Friday, February 17, 2012

Annotated Source

Donal Lopez, Jr., is one of the foremost (and one of my favorite) scholars of Buddhism. His book Prisoners of Shangri-La: Tibetan Buddhism and the West seeks to detail the different ways in which Tibet has become a construction by analyzing seven areas of particularly important contact. The seven areas are:

"A name (Lamaism),
a book (The Tibetan Book of the Dead),
an impostor (T. Lobsang Rampa),
a mantra (om mani padme hum),
an aesthetic (Tibetan Buddhist art),
and a prison, in which Tibetan Lamas in exile and their students are at once the inmates and the guards."

p. 13

This book has shown up in several of the bibliographies of articles and books that are forming the bulk of my literature review, so I thought I would pick it up and give it a go.
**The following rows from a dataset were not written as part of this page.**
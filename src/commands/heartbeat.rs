//! `gt heartbeat` - a worker's periodic liveness signal.
//!
//! Updates the worker's agent bead (last_heartbeat is monotonic) and mails
//! the rig's witness so the mailbox carries a liveness trail even when the
//! bead update loses a race.

use chrono::{DateTime, Utc};
use clap::Args;

use crate::beads::validation::{validate_heartbeat_timeout, DEFAULT_HEARTBEAT_TIMEOUT};
use crate::beads::Beads;
use crate::mail::{Message, Priority, Router};
use crate::workspace;

#[derive(Debug, Args)]
pub struct HeartbeatArgs {
    /// Worker name.
    pub worker: String,

    /// Worker type (polecat, dog, ...).
    #[arg(long = "type")]
    pub worker_type: String,

    /// Rig name.
    #[arg(long)]
    pub rig: String,

    /// Health status (healthy, stale, dead).
    #[arg(long, default_value = "healthy")]
    pub health: String,

    /// Work state (working, idle, blocked).
    #[arg(long, default_value = "working")]
    pub state: String,

    /// Currently assigned work item id.
    #[arg(long, default_value = "")]
    pub work: String,

    /// Heartbeat timeout in seconds (60-3600), set on first heartbeat.
    #[arg(long, default_value_t = DEFAULT_HEARTBEAT_TIMEOUT)]
    pub timeout: u32,
}

pub fn execute(args: HeartbeatArgs) -> anyhow::Result<()> {
    validate_heartbeat_timeout(args.timeout)?;

    let town_root = workspace::find_from_cwd()?;
    let beads = Beads::new(&town_root);
    let agent_id = format!("{}/{}s/{}", args.rig, args.worker_type, args.worker);
    let now = Utc::now();

    match beads.get_agent_bead(&agent_id) {
        Ok((_, mut fields)) => {
            fields.last_heartbeat = monotonic_heartbeat(&fields.last_heartbeat, now);
            fields.health = args.health.clone();
            fields.lifecycle_state = args.state.clone();
            fields.assigned_work = args.work.clone();
            if fields.heartbeat_timeout.is_empty() {
                fields.heartbeat_timeout = args.timeout.to_string();
            }
            beads.set_agent_fields(&agent_id, &fields)?;
        }
        Err(e) => {
            eprintln!("warning: agent bead {agent_id} not found ({e}), sending heartbeat mail only");
        }
    }

    let witness = format!("{}/witness", args.rig);
    let mut body = format!(
        "type: {}\nrig: {}\nhealth: {}\nstate: {}",
        args.worker_type, args.rig, args.health, args.state
    );
    if !args.work.is_empty() {
        body.push_str(&format!("\nassigned_work: {}", args.work));
    }

    let router = Router::new(&town_root);
    router.send(&Message {
        to: witness.clone(),
        from: format!("{}/{}s/{}", args.rig, args.worker_type, args.worker),
        subject: format!("HEARTBEAT {}", args.worker),
        body,
        priority: Priority::Normal,
    })?;

    println!("Heartbeat sent to {witness}");
    println!("  worker: {}/{}", args.rig, args.worker);
    println!("  health: {}", args.health);
    println!("  state:  {}", args.state);
    if !args.work.is_empty() {
        println!("  work:   {}", args.work);
    }
    Ok(())
}

/// Never move last_heartbeat backwards, even across skewed clocks.
fn monotonic_heartbeat(stored: &str, now: DateTime<Utc>) -> String {
    if let Ok(prev) = DateTime::parse_from_rfc3339(stored) {
        if prev.with_timezone(&Utc) > now {
            return stored.to_string();
        }
    }
    now.to_rfc3339_opts(chrono::SecondsFormat::Secs, true)
}
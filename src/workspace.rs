//! Town workspace discovery and on-disk layout.
//!
//! A town is the outer workspace: it contains a `mayor/` directory, one
//! directory per rig, a `daemon/` directory for background services, and a
//! `cache/` directory for projections.

use std::path::{Path, PathBuf};

use anyhow::Context;

/// Walk up from `start` looking for a directory containing `mayor/`.
pub fn find_town_root(start: &Path) -> Option<PathBuf> {
    let mut dir = start.to_path_buf();
    loop {
        if dir.join("mayor").is_dir() {
            return Some(dir);
        }
        if !dir.pop() {
            return None;
        }
    }
}

/// Find the town root from the current working directory, or error with a
/// usage hint.
pub fn find_from_cwd() -> anyhow::Result<PathBuf> {
    let cwd = std::env::current_dir().context("getting current directory")?;
    find_town_root(&cwd).ok_or_else(|| {
        anyhow::anyhow!("not inside a town workspace (no mayor/ directory found above {})", cwd.display())
    })
}

/// Per-town directory layout.
pub struct TownPaths {
    root: PathBuf,
}

impl TownPaths {
    pub fn new(root: impl Into<PathBuf>) -> Self {
        Self { root: root.into() }
    }

    pub fn root(&self) -> &Path {
        &self.root
    }

    pub fn daemon_dir(&self) -> PathBuf {
        self.root.join("daemon")
    }

    pub fn cache_dir(&self) -> PathBuf {
        self.root.join("cache")
    }

    pub fn projection_db(&self) -> PathBuf {
        self.cache_dir().join("projections.db")
    }

    /// Authoritative beads database under the town's `.beads/`.
    pub fn beads_db(&self) -> PathBuf {
        self.root.join(".beads").join("beads.db")
    }

    pub fn rig_dir(&self, rig: &str) -> PathBuf {
        self.root.join(rig)
    }

    /// Canonical clone for a rig; holds the rig's `.beads/`.
    pub fn rig_clone(&self, rig: &str) -> PathBuf {
        self.rig_dir(rig).join("mayor").join("rig")
    }

    /// Worktree for one polecat.
    pub fn polecat_dir(&self, rig: &str, polecat: &str) -> PathBuf {
        self.rig_dir(rig).join("polecats").join(polecat)
    }
}

/// Rigs in a town: top-level directories with their own `mayor/` (the rig's
/// canonical clone lives at `<rig>/mayor/rig`).
pub fn list_rigs(town_root: &Path) -> anyhow::Result<Vec<String>> {
    let mut rigs = Vec::new();
    for entry in std::fs::read_dir(town_root)
        .with_context(|| format!("reading {}", town_root.display()))?
    {
        let entry = entry?;
        if !entry.file_type()?.is_dir() {
            continue;
        }
        let name = entry.file_name().to_string_lossy().to_string();
        if name == "mayor" || name == "daemon" || name == "cache" || name.starts_with('.') {
            continue;
        }
        if entry.path().join("mayor").is_dir() {
            rigs.push(name);
        }
    }
    rigs.sort();
    Ok(rigs)
}

/// Determine the rig a working directory belongs to: the first path component
/// under the town root.
pub fn rig_from_dir(town_root: &Path, dir: &Path) -> anyhow::Result<String> {
    let rel = dir
        .strip_prefix(town_root)
        .map_err(|_| anyhow::anyhow!("{} is not inside the town", dir.display()))?;
    let first = rel
        .components()
        .next()
        .ok_or_else(|| anyhow::anyhow!("not inside a rig directory"))?;
    let name = first.as_os_str().to_string_lossy().to_string();
    if name == "mayor" || name == "daemon" || name == "cache" {
        anyhow::bail!("not inside a rig directory");
    }
    Ok(name)
}

#[cfg(test)]
mod tests {
    use super::*;

    fn make_town() -> tempfile::TempDir {
        let dir = tempfile::tempdir().unwrap();
        std::fs::create_dir_all(dir.path().join("mayor")).unwrap();
        std::fs::create_dir_all(dir.path().join("greenplace").join("polecats")).unwrap();
        dir
    }

    #[test]
    fn find_root_from_nested_dir() {
        let town = make_town();
        let nested = town.path().join("greenplace").join("polecats");
        let found = find_town_root(&nested).unwrap();
        assert_eq!(found, town.path());
    }

    #[test]
    fn find_root_missing() {
        let dir = tempfile::tempdir().unwrap();
        assert!(find_town_root(dir.path()).is_none());
    }

    #[test]
    fn layout_paths() {
        let paths = TownPaths::new("/town");
        assert_eq!(paths.daemon_dir(), PathBuf::from("/town/daemon"));
        assert_eq!(
            paths.projection_db(),
            PathBuf::from("/town/cache/projections.db")
        );
        assert_eq!(
            paths.rig_clone("greenplace"),
            PathBuf::from("/town/greenplace/mayor/rig")
        );
        assert_eq!(
            paths.polecat_dir("greenplace", "alice"),
            PathBuf::from("/town/greenplace/polecats/alice")
        );
    }

    #[test]
    fn list_rigs_finds_rig_dirs() {
        let town = make_town();
        // greenplace has no mayor/ yet, so it is not a rig.
        assert!(list_rigs(town.path()).unwrap().is_empty());

        std::fs::create_dir_all(town.path().join("greenplace").join("mayor")).unwrap();
        std::fs::create_dir_all(town.path().join("daemon")).unwrap();
        assert_eq!(list_rigs(town.path()).unwrap(), vec!["greenplace"]);
    }

    #[test]
    fn rig_from_nested_dir() {
        let town = make_town();
        let nested = town.path().join("greenplace").join("polecats");
        let rig = rig_from_dir(town.path(), &nested).unwrap();
        assert_eq!(rig, "greenplace");
    }

    #[test]
    fn rig_from_mayor_dir_rejected() {
        let town = make_town();
        let mayor = town.path().join("mayor");
        assert!(rig_from_dir(town.path(), &mayor).is_err());
    }
}
//! Typed fields embedded in issue descriptions.
//!
//! The work store only offers free-form description text, so structured
//! fields live as leading `key: value` lines. Keys are matched
//! case-insensitively (`-` and `_` interchangeable) on parse and emitted as
//! canonical lowercase underscore keys. Everything that is not a known field
//! line is the prose body and survives updates verbatim.

/// Split a description into (known field values, prose body).
///
/// `known` lists canonical keys. A line anywhere in the description whose
/// `key:` prefix normalises to a known key is captured (first occurrence
/// wins); all other lines make up the body.
fn split_fields(desc: &str, known: &[&str]) -> (Vec<(String, String)>, String) {
    let mut captured: Vec<(String, String)> = Vec::new();
    let mut body_lines: Vec<&str> = Vec::new();

    for line in desc.lines() {
        if let Some((key, value)) = field_line(line) {
            let key = normalize_key(&key);
            if known.contains(&key.as_str()) {
                if !captured.iter().any(|(k, _)| *k == key) {
                    captured.push((key, value));
                }
                continue;
            }
        }
        body_lines.push(line);
    }

    let body = trim_blank_edges(&body_lines).join("\n");
    (captured, body)
}

/// Parse a `key: value` line. The key must be a single word of letters,
/// digits, underscores, or dashes.
fn field_line(line: &str) -> Option<(String, String)> {
    let trimmed = line.trim();
    let idx = trimmed.find(':')?;
    let key = &trimmed[..idx];
    if key.is_empty()
        || !key
            .chars()
            .all(|c| c.is_ascii_alphanumeric() || c == '_' || c == '-')
    {
        return None;
    }
    Some((key.to_string(), trimmed[idx + 1..].trim().to_string()))
}

fn normalize_key(key: &str) -> String {
    key.to_ascii_lowercase().replace('-', "_")
}

fn trim_blank_edges<'a>(lines: &[&'a str]) -> Vec<&'a str> {
    let start = lines.iter().position(|l| !l.trim().is_empty());
    let end = lines.iter().rposition(|l| !l.trim().is_empty());
    match (start, end) {
        (Some(s), Some(e)) => lines[s..=e].to_vec(),
        _ => Vec::new(),
    }
}

fn lookup<'a>(fields: &'a [(String, String)], key: &str) -> &'a str {
    fields
        .iter()
        .find(|(k, _)| k == key)
        .map(|(_, v)| v.as_str())
        .unwrap_or("")
}

/// Emit `key: value` lines for non-empty values, in the given order.
fn format_lines(pairs: &[(&str, &str)]) -> String {
    pairs
        .iter()
        .filter(|(_, v)| !v.is_empty())
        .map(|(k, v)| format!("{k}: {v}"))
        .collect::<Vec<_>>()
        .join("\n")
}

/// Replace a family's field lines in a description, preserving the body.
fn set_in_description(desc: &str, known: &[&str], formatted: &str) -> String {
    let (_, body) = split_fields(desc, known);
    match (formatted.is_empty(), body.is_empty()) {
        (true, _) => body,
        (false, true) => formatted.to_string(),
        (false, false) => format!("{formatted}\n\n{body}"),
    }
}

// --- Agent fields ---

/// Lifecycle states stored on agent beads.
pub const LIFECYCLE_SPAWNING: &str = "spawning";
pub const LIFECYCLE_IDLE: &str = "idle";
pub const LIFECYCLE_WORKING: &str = "working";
pub const LIFECYCLE_BLOCKED: &str = "blocked";
pub const LIFECYCLE_CRASHED: &str = "crashed";
pub const LIFECYCLE_TERMINATED: &str = "terminated";

/// Health values stored on agent beads.
pub const HEALTH_HEALTHY: &str = "healthy";
pub const HEALTH_STALE: &str = "stale";
pub const HEALTH_DEAD: &str = "dead";

/// Typed fields on an agent bead.
#[derive(Debug, Clone, Default, PartialEq, Eq)]
pub struct AgentFields {
    pub lifecycle_state: String,
    pub health: String,
    pub last_heartbeat: String,
    pub heartbeat_timeout: String,
    pub assigned_work: String,
    pub hook_bead: String,
    pub session_id: String,
    pub workspace: String,
    pub cleanup_status: String,
}

const AGENT_KEYS: &[&str] = &[
    "lifecycle_state",
    "health",
    "last_heartbeat",
    "heartbeat_timeout",
    "assigned_work",
    "hook_bead",
    "session_id",
    "workspace",
    "cleanup_status",
];
//! Projection daemon lifecycle.
//!
//! The sync daemon is single-instance per town, enforced with a pid file
//! under `<town>/daemon/`. Stale pid files (process gone) are cleared on
//! startup. The state file persists the sync cursors and counters so a
//! restarted daemon resumes incrementally.

use std::path::{Path, PathBuf};
use std::sync::atomic::{AtomicBool, Ordering};
use std::sync::Arc;
use std::time::Duration;

use anyhow::Context;
use chrono::{DateTime, Utc};
use serde::{Deserialize, Serialize};
use tracing::{info, warn};

use crate::lifecycle::sleep_cancellable;
use crate::projection::{Cursors, SyncConfig, Syncer};
use crate::workspace::TownPaths;

const PID_FILE: &str = "projection-sync.pid";
const STATE_FILE: &str = "projection-sync.state";
pub const LOG_FILE: &str = "projection-sync.log";

/// Warn when more than half of recent ticks failed.
const ERROR_RATE_THRESHOLD: f64 = 0.5;

/// Startup makes this many sync attempts before giving up.
const STARTUP_ATTEMPTS: u32 = 3;

/// Persisted daemon state.
#[derive(Debug, Clone, Default, Serialize, Deserialize)]
pub struct DaemonState {
    pub running: bool,
    pub pid: u32,
    #[serde(default)]
    pub started_at: String,
    #[serde(default)]
    pub last_sync: String,
    #[serde(default)]
    pub sync_count: u64,
    #[serde(default)]
    pub error_count: u64,
    #[serde(default)]
    pub last_event_id: i64,
    #[serde(default)]
    pub last_task_update: i64,
    #[serde(default)]
    pub incremental_enabled: bool,
}

fn pid_path(town: &TownPaths) -> PathBuf {
    town.daemon_dir().join(PID_FILE)
}

fn state_path(town: &TownPaths) -> PathBuf {
    town.daemon_dir().join(STATE_FILE)
}

pub fn log_path(town: &TownPaths) -> PathBuf {
    town.daemon_dir().join(LOG_FILE)
}

/// Whether the daemon is running, and under which pid. A pid file whose
/// process no longer exists is stale and removed.
pub fn is_running(town: &TownPaths) -> anyhow::Result<(bool, u32)> {
    let path = pid_path(town);
    let contents = match std::fs::read_to_string(&path) {
        Ok(c) => c,
        Err(e) if e.kind() == std::io::ErrorKind::NotFound => return Ok((false, 0)),
        Err(e) => return Err(anyhow::Error::new(e).context("reading pid file")),
    };

    let pid: u32 = contents
        .trim()
        .parse()
        .with_context(|| format!("parsing pid file {}", path.display()))?;

    if process_exists(pid) {
        Ok((true, pid))
    } else {
        let _ = std::fs::remove_file(&path);
        Ok((false, 0))
    }
}

/// Check for a live process by pid.
fn process_exists(pid: u32) -> bool {
    // Single-host orchestration on Linux; /proc is authoritative.
    Path::new(&format!("/proc/{pid}")).exists()
}

/// Start the daemon as a detached child of the current executable.
pub fn start(town: &TownPaths, interval: Option<Duration>) -> anyhow::Result<u32> {
    let (running, pid) = is_running(town)?;
    if running {
        anyhow::bail!("daemon already running (PID {pid})");
    }

    let exe = std::env::current_exe().context("finding executable")?;
    let mut cmd = std::process::Command::new(exe);
    cmd.arg("projection-daemon").arg("run");
    if let Some(interval) = interval {
        cmd.arg("--interval").arg(format!("{}s", interval.as_secs()));
    }
    cmd.current_dir(town.root())
        .stdin(std::process::Stdio::null())
        .stdout(std::process::Stdio::null())
        .stderr(std::process::Stdio::null());

    // Detached on purpose: the child writes its own pid file and outlives us.
    let child = cmd.spawn().context("starting daemon")?;
    drop(child);

    std::thread::sleep(Duration::from_millis(200));

    let (running, pid) = is_running(town)?;
    if !running {
        anyhow::bail!("daemon failed to start (check 'gt projection-daemon logs')");
    }
    Ok(pid)
}

/// Stop a running daemon with SIGTERM; its in-flight tick completes.
pub fn stop(town: &TownPaths) -> anyhow::Result<u32> {
    let (running, pid) = is_running(town)?;
    if !running {
        anyhow::bail!("daemon is not running");
    }

    crate::subprocess::run_command("kill", &["-TERM", &pid.to_string()], None)
        .with_context(|| format!("terminating process {pid}"))?;
    let _ = std::fs::remove_file(pid_path(town));
    Ok(pid)
}

pub fn load_state(town: &TownPaths) -> anyhow::Result<DaemonState> {
    let path = state_path(town);
    let contents = match std::fs::read_to_string(&path) {
        Ok(c) => c,
        Err(e) if e.kind() == std::io::ErrorKind::NotFound => return Ok(DaemonState::default()),
        Err(e) => return Err(anyhow::Error::new(e).context("reading state file")),
    };
    serde_json::from_str(&contents).with_context(|| format!("parsing {}", path.display()))
}

fn save_state(town: &TownPaths, state: &DaemonState) -> anyhow::Result<()> {
    let dir = town.daemon_dir();
    std::fs::create_dir_all(&dir)?;
    let json = serde_json::to_string(state)?;
    std::fs::write(state_path(town), json)?;
    Ok(())
}

/// The foreground daemon loop: acquire the pid file, reload cursors, sync on
/// the interval, persist state every tick.
pub struct Daemon {
    town: TownPaths,
    syncer: Syncer,
    interval: Duration,
    started_at: DateTime<Utc>,
    sync_count: u64,
    error_count: u64,
    last_sync: Option<DateTime<Utc>>,
}

impl Daemon {
    pub fn new(town: TownPaths, interval: Duration) -> anyhow::Result<Self> {
        let state = load_state(&town)?;
        let cursors = Cursors {
            last_event_id: state.last_event_id,
            last_task_update: state.last_task_update,
            incremental_enabled: state.incremental_enabled,
        };
        let config = SyncConfig {
            beads_db: town.beads_db(),
            projection_db: town.projection_db(),
            cache_dir: town.cache_dir(),
        };
        Ok(Self {
            syncer: Syncer::new(config, cursors),
            town,
            interval,
            started_at: Utc::now(),
            sync_count: state.sync_count,
            error_count: state.error_count,
            last_sync: None,
        })
    }

    /// Run until `cancel` is set (SIGTERM/SIGINT). The pid file is held for
    /// the whole run and removed on the way out.
    pub fn run(&mut self, cancel: Arc<AtomicBool>) -> anyhow::Result<()> {
        let (running, pid) = is_running(&self.town)?;
        if running {
            anyhow::bail!("daemon already running (PID {pid})");
        }
        std::fs::create_dir_all(self.town.daemon_dir())?;
        std::fs::write(pid_path(&self.town), std::process::id().to_string())?;

        info!(interval_secs = self.interval.as_secs(), "projection sync daemon starting");

        let result = self.run_loop(&cancel);

        let _ = std::fs::remove_file(pid_path(&self.town));
        let mut state = self.state();
        state.running = false;
        state.pid = 0;
        let _ = save_state(&self.town, &state);

        result
    }

    fn run_loop(&mut self, cancel: &Arc<AtomicBool>) -> anyhow::Result<()> {
        // Initial sync with limited retries; a town whose store is briefly
        // locked should not kill the daemon at boot.
        let mut attempt = 0;
        loop {
            match self.tick() {
                Ok(()) => break,
                Err(e) => {
                    attempt += 1;
                    if attempt >= STARTUP_ATTEMPTS {
                        return Err(e.context(format!(
                            "initial sync failed after {STARTUP_ATTEMPTS} attempts"
                        )));
                    }
                    warn!(attempt, error = %e, "initial sync attempt failed");
                    std::thread::sleep(Duration::from_secs(attempt as u64));
                }
            }
        }

        while !cancel.load(Ordering::Relaxed) {
            sleep_cancellable(self.interval, cancel);
            if cancel.load(Ordering::Relaxed) {
                break;
            }
            if let Err(e) = self.tick() {
                warn!(error = %e, "sync failed");
            }
        }

        info!("projection sync daemon stopping");
        Ok(())
    }

    /// One sync tick. Updates counters and persists state regardless of
    /// outcome; the error-rate warning fires when failures dominate.
    pub fn tick(&mut self) -> anyhow::Result<()> {
        let result = self.syncer.sync();
        match &result {
            Ok(()) => {
                self.sync_count += 1;
                self.last_sync = Some(Utc::now());
            }
            Err(_) => {
                self.error_count += 1;
                let total = (self.sync_count + self.error_count) as f64;
                let rate = self.error_count as f64 / total;
                if rate > ERROR_RATE_THRESHOLD {
                    warn!(
                        error_rate = format!("{:.0}%", rate * 100.0),
                        "high sync error rate, check work database connectivity"
                    );
                }
            }
        }

        if let Err(e) = save_state(&self.town, &self.state()) {
            warn!(error = %e, "failed to save daemon state");
        }
        result
    }

    fn state(&self) -> DaemonState {
        DaemonState {
            running: true,
            pid: std::process::id(),
            started_at: self.started_at.to_rfc3339_opts(chrono::SecondsFormat::Secs, true),
            last_sync: self
                .last_sync
                .map(|t| t.to_rfc3339_opts(chrono::SecondsFormat::Secs, true))
                .unwrap_or_default(),
            sync_count: self.sync_count,
            error_count: self.error_count,
            last_event_id: self.syncer.cursors.last_event_id,
            last_task_update: self.syncer.cursors.last_task_update,
            incremental_enabled: self.syncer.cursors.incremental_enabled,
        }
    }
}

#[cfg(test)]
mod tests {
    use super::*;

    fn make_town() -> (tempfile::TempDir, TownPaths) {
        let dir = tempfile::tempdir().unwrap();
        std::fs::create_dir_all(dir.path().join("mayor")).unwrap();
        let town = TownPaths::new(dir.path());
        (dir, town)
    }

    #[test]
    fn state_round_trips() {
        let (_dir, town) = make_town();
        let state = DaemonState {
            running: true,
            pid: 1234,
            started_at: "2026-02-06T10:00:00Z".into(),
            last_sync: "2026-02-06T10:05:00Z".into(),
            sync_count: 10,
            error_count: 1,
            last_event_id: 42,
            last_task_update: 99,
            incremental_enabled: true,
        };
        save_state(&town, &state).unwrap();

        let loaded = load_state(&town).unwrap();
        assert_eq!(loaded.pid, 1234);
        assert_eq!(loaded.sync_count, 10);
        assert_eq!(loaded.last_event_id, 42);
        assert!(loaded.incremental_enabled);
    }

    #[test]
    fn missing_state_is_default() {
        let (_dir, town) = make_town();
        let state = load_state(&town).unwrap();
        assert_eq!(state.sync_count, 0);
        assert!(!state.incremental_enabled);
    }

    #[test]
    fn stale_pid_file_is_cleared() {
        let (_dir, town) = make_town();
        std::fs::create_dir_all(town.daemon_dir()).unwrap();
        // A pid that cannot exist.
        std::fs::write(pid_path(&town), "4194304").unwrap();

        let (running, pid) = is_running(&town).unwrap();
        assert!(!running);
        assert_eq!(pid, 0);
        assert!(!pid_path(&town).exists());
    }

    #[test]
    fn own_pid_counts_as_running() {
        let (_dir, town) = make_town();
        std::fs::create_dir_all(town.daemon_dir()).unwrap();
        std::fs::write(pid_path(&town), std::process::id().to_string()).unwrap();

        let (running, pid) = is_running(&town).unwrap();
        assert!(running);
        assert_eq!(pid, std::process::id());
    }

    #[test]
    fn garbage_pid_file_is_an_error() {
        let (_dir, town) = make_town();
        std::fs::create_dir_all(town.daemon_dir()).unwrap();
        std::fs::write(pid_path(&town), "not-a-pid").unwrap();
        assert!(is_running(&town).is_err());
    }

    #[test]
    fn stop_without_daemon_errors() {
        let (_dir, town) = make_town();
        assert!(stop(&town).is_err());
    }
}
Lopez is a scholar-adept (to use a term I just found today), a person whose scholarly interests have merged with his spiritual practices. I dig that, because I would much rather ask about Fords at a Ford dealership than ask about Chevys at a Ford dealership (to use the over-used analogy). To save room and headaches, I will outline the important parts and their relation to my project in future posts. Inspired by Rachel agreeing with me that my posts are far too long, here begins what will hopefully be a more useful and readable blog.